[Records from a dataset]

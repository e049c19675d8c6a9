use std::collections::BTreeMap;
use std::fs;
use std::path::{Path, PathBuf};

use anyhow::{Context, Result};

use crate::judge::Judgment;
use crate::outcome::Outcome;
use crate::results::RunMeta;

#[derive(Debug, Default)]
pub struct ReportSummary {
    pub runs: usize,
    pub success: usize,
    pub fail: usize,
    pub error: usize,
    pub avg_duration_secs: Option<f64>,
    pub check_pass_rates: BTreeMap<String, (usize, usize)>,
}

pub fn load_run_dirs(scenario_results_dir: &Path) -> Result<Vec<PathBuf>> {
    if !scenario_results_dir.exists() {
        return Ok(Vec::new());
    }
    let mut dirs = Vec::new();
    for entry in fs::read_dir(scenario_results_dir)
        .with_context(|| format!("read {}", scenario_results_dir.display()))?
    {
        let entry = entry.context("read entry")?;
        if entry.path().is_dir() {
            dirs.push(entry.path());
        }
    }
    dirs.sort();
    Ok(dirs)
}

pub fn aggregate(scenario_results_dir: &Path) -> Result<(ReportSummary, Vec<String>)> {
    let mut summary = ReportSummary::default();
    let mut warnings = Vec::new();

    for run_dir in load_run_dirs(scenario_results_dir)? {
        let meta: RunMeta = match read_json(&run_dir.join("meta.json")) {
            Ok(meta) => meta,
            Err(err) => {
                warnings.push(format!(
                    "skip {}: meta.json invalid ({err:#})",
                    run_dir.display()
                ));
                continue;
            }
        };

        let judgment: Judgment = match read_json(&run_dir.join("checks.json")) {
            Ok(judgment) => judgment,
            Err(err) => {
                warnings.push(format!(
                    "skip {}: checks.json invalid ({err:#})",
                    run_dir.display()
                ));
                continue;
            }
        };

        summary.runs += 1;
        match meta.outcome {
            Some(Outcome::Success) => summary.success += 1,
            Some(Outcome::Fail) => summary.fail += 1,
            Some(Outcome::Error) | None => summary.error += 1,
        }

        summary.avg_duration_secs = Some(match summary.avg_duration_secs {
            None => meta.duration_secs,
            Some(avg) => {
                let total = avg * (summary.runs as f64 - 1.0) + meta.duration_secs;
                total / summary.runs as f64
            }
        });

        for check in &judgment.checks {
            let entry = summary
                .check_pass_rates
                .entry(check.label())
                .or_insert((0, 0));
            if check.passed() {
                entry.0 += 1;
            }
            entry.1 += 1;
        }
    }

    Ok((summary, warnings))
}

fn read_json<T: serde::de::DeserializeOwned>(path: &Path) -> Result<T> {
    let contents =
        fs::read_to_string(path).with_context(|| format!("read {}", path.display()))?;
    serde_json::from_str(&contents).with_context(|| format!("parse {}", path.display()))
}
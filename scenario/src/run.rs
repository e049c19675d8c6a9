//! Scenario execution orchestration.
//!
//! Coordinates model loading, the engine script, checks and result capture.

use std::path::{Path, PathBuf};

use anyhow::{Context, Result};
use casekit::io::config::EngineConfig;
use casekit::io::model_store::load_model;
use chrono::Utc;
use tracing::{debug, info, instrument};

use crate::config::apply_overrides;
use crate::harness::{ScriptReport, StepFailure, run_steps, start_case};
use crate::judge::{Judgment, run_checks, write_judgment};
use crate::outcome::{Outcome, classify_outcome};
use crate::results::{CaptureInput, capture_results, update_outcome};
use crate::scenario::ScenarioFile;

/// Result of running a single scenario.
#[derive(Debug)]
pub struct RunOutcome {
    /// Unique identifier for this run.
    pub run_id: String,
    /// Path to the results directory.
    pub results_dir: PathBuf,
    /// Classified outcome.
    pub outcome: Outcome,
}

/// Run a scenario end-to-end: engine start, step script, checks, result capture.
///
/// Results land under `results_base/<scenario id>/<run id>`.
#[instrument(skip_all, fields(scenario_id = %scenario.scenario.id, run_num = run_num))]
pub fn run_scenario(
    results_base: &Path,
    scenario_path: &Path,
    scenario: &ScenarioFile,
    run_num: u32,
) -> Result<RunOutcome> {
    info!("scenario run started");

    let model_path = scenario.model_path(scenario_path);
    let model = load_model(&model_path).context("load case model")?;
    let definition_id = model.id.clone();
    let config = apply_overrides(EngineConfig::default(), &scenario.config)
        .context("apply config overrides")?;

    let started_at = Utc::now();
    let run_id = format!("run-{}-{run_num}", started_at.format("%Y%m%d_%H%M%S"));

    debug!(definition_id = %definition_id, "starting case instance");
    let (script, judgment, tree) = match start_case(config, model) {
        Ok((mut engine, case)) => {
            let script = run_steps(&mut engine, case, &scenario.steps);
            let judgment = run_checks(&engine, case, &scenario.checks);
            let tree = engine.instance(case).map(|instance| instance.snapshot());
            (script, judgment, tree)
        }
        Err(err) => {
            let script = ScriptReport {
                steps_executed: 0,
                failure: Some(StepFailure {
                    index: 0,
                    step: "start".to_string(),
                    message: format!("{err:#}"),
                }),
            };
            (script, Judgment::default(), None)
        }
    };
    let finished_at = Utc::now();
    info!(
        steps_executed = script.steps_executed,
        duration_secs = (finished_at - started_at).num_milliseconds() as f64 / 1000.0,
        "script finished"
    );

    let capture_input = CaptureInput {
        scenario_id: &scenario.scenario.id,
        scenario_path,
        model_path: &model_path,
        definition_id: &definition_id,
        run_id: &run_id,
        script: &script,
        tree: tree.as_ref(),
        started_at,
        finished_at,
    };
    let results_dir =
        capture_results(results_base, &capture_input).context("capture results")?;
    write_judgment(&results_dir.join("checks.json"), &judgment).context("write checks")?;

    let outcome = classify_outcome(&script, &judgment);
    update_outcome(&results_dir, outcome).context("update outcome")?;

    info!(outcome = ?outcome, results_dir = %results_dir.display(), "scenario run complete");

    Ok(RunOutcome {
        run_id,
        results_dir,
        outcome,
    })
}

What you are asked to do:
All entries given above should be transcribed exactly, with none omitted.

Answer to the problem:
repository e049c19675d8c6a9
use std::collections::BTreeMap;
use std::fs;
use std::path::{Path, PathBuf};

use anyhow::{Context, Result};

use crate::judge::Judgment;
use crate::outcome::Outcome;
use crate::results::RunMeta;

#[derive(Debug, Default)]
pub struct ReportSummary {
    pub runs: usize,
    pub success: usize,
    pub fail: usize,
    pub error: usize,
    pub avg_duration_secs: Option<f64>,
    pub check_pass_rates: BTreeMap<String, (usize, usize)>,
}

pub fn load_run_dirs(scenario_results_dir: &Path) -> Result<Vec<PathBuf>> {
    if !scenario_results_dir.exists() {
        return Ok(Vec::new());
    }
    let mut dirs = Vec::new();
    for entry in fs::read_dir(scenario_results_dir)
        .with_context(|| format!("read {}", scenario_results_dir.display()))?
    {
        let entry = entry.context("read entry")?;
        if entry.path().is_dir() {
            dirs.push(entry.path());
        }
    }
    dirs.sort();
    Ok(dirs)
}

pub fn aggregate(scenario_results_dir: &Path) -> Result<(ReportSummary, Vec<String>)> {
    let mut summary = ReportSummary::default();
    let mut warnings = Vec::new();

    for run_dir in load_run_dirs(scenario_results_dir)? {
        let meta: RunMeta = match read_json(&run_dir.join("meta.json")) {
            Ok(meta) => meta,
            Err(err) => {
                warnings.push(format!(
                    "skip {}: meta.json invalid ({err:#})",
                    run_dir.display()
                ));
                continue;
            }
        };

        let judgment: Judgment = match read_json(&run_dir.join("checks.json")) {
            Ok(judgment) => judgment,
            Err(err) => {
                warnings.push(format!(
                    "skip {}: checks.json invalid ({err:#})",
                    run_dir.display()
                ));
                continue;
            }
        };

        summary.runs += 1;
        match meta.outcome {
            Some(Outcome::Success) => summary.success += 1,
            Some(Outcome::Fail) => summary.fail += 1,
            Some(Outcome::Error) | None => summary.error += 1,
        }

        summary.avg_duration_secs = Some(match summary.avg_duration_secs {
            None => meta.duration_secs,
            Some(avg) => {
                let total = avg * (summary.runs as f64 - 1.0) + meta.duration_secs;
                total / summary.runs as f64
            }
        });

        for check in &judgment.checks {
            let entry = summary
                .check_pass_rates
                .entry(check.label())
                .or_insert((0, 0));
            if check.passed() {
                entry.0 += 1;
            }
            entry.1 += 1;
        }
    }

    Ok((summary, warnings))
}

fn read_json<T: serde::de::DeserializeOwned>(path: &Path) -> Result<T> {
    let contents =
        fs::read_to_string(path).with_context(|| format!("read {}", path.display()))?;
    serde_json::from_str(&contents).with_context(|| format!("parse {}", path.display()))
}
filename scenario/src/run.rs
repository e049c19675d8c6a9
//! Scenario execution orchestration.
//!
//! Coordinates model loading, the engine script, checks and result capture.

use std::path::{Path, PathBuf};

use anyhow::{Context, Result};
use casekit::io::config::EngineConfig;
use casekit::io::model_store::load_model;
use chrono::Utc;
use tracing::{debug, info, instrument};

use crate::config::apply_overrides;
use crate::harness::{ScriptReport, StepFailure, run_steps, start_case};
use crate::judge::{Judgment, run_checks, write_judgment};
use crate::outcome::{Outcome, classify_outcome};
use crate::results::{CaptureInput, capture_results, update_outcome};
use crate::scenario::ScenarioFile;

/// Result of running a single scenario.
#[derive(Debug)]
pub struct RunOutcome {
    /// Unique identifier for this run.
    pub run_id: String,
    /// Path to the results directory.
    pub results_dir: PathBuf,
    /// Classified outcome.
    pub outcome: Outcome,
}

/// Run a scenario end-to-end: engine start, step script, checks, result capture.
///
/// Results land under `results_base/<scenario id>/<run id>`.
#[instrument(skip_all, fields(scenario_id = %scenario.scenario.id, run_num = run_num))]
pub fn run_scenario(
    results_base: &Path,
    scenario_path: &Path,
    scenario: &ScenarioFile,
    run_num: u32,
) -> Result<RunOutcome> {
    info!("scenario run started");

    let model_path = scenario.model_path(scenario_path);
    let model = load_model(&model_path).context("load case model")?;
    let definition_id = model.id.clone();
    let config = apply_overrides(EngineConfig::default(), &scenario.config)
        .context("apply config overrides")?;

    let started_at = Utc::now();
    let run_id = format!("run-{}-{run_num}", started_at.format("%Y%m%d_%H%M%S"));

    debug!(definition_id = %definition_id, "starting case instance");
    let (script, judgment, tree) = match start_case(config, model) {
        Ok((mut engine, case)) => {
            let script = run_steps(&mut engine, case, &scenario.steps);
            let judgment = run_checks(&engine, case, &scenario.checks);
            let tree = engine.instance(case).map(|instance| instance.snapshot());
            (script, judgment, tree)
        }
        Err(err) => {
            let script = ScriptReport {
                steps_executed: 0,
                failure: Some(StepFailure {
                    index: 0,
                    step: "start".to_string(),
                    message: format!("{err:#}"),
                }),
            };
            (script, Judgment::default(), None)
        }
    };
    let finished_at = Utc::now();
    info!(
        steps_executed = script.steps_executed,
        duration_secs = (finished_at - started_at).num_milliseconds() as f64 / 1000.0,
        "script finished"
    );

    let capture_input = CaptureInput {
        scenario_id: &scenario.scenario.id,
        scenario_path,
        model_path: &model_path,
        definition_id: &definition_id,
        run_id: &run_id,
        script: &script,
        tree: tree.as_ref(),
        started_at,
        finished_at,
    };
    let results_dir =
        capture_results(results_base, &capture_input).context("capture results")?;
    write_judgment(&results_dir.join("checks.json"), &judgment).context("write checks")?;

    let outcome = classify_outcome(&script, &judgment);
    update_outcome(&results_dir, outcome).context("update outcome")?;

    info!(outcome = ?outcome, results_dir = %results_dir.display(), "scenario run complete");

    Ok(RunOutcome {
        run_id,
        results_dir,
        outcome,
    })
}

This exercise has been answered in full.